==== Data for analysis

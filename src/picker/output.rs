//! Output formatting.
//!
//! Projects the resolved row indices into the caller-facing result shape
//! selected by [`OutputFormat`].

use serde::Serialize;

use crate::config::OutputFormat;

use super::flatten::FlatTree;
use super::node::Node;

/// One selected entry
#[derive(Debug, Clone, PartialEq, Serialize)]
#[serde(untagged)]
pub enum Pick {
    Node(Node),
    NodeIndex(Node, usize),
    Name(String),
    NameIndex(String, usize),
}

impl Pick {
    /// Row index, when the format carries one
    pub fn index(&self) -> Option<usize> {
        match self {
            Pick::NodeIndex(_, i) | Pick::NameIndex(_, i) => Some(*i),
            Pick::Node(_) | Pick::Name(_) => None,
        }
    }

    pub fn name(&self) -> &str {
        match self {
            Pick::Node(node) | Pick::NodeIndex(node, _) => &node.name,
            Pick::Name(name) | Pick::NameIndex(name, _) => name,
        }
    }
}

/// The confirmed answer
#[derive(Debug, Clone, PartialEq, Serialize)]
#[serde(untagged)]
pub enum Picked {
    /// Single-select without child expansion: exactly one entry
    One(Pick),
    /// Every other policy, in ascending row order
    Many(Vec<Pick>),
}

impl Picked {
    /// All entries, regardless of shape
    pub fn into_vec(self) -> Vec<Pick> {
        match self {
            Picked::One(pick) => vec![pick],
            Picked::Many(picks) => picks,
        }
    }
}

/// Build the entry for row `index`
pub fn format_row(tree: &FlatTree, index: usize, style: OutputFormat) -> Option<Pick> {
    let node = tree.node(index)?;
    Some(match style {
        OutputFormat::NodeOnly => Pick::Node(node.clone()),
        OutputFormat::NodeIndex => Pick::NodeIndex(node.clone(), index),
        OutputFormat::NameOnly => Pick::Name(node.name.clone()),
        OutputFormat::NameIndex => Pick::NameIndex(node.name.clone(), index),
    })
}

/// Format resolved rows. `single` collapses the result to one entry.
pub fn format(tree: &FlatTree, indices: &[usize], style: OutputFormat, single: bool) -> Picked {
    let mut picks: Vec<Pick> = indices
        .iter()
        .filter_map(|&i| format_row(tree, i, style))
        .collect();

    if single && picks.len() == 1 {
        Picked::One(picks.remove(0))
    } else {
        Picked::Many(picks)
    }
}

========

Return, line for line and unchanged, the data from its first line through the line containing "format carries one".

[Answer for this exercise]
filename src/picker/output.rs
//! Output formatting.
//!
//! Projects the resolved row indices into the caller-facing result shape
//! selected by [`OutputFormat`].

use serde::Serialize;

use crate::config::OutputFormat;

use super::flatten::FlatTree;
use super::node::Node;

/// One selected entry
#[derive(Debug, Clone, PartialEq, Serialize)]
#[serde(untagged)]
pub enum Pick {
    Node(Node),
    NodeIndex(Node, usize),
    Name(String),
    NameIndex(String, usize),
}

impl Pick {
    /// Row index, when the format carries one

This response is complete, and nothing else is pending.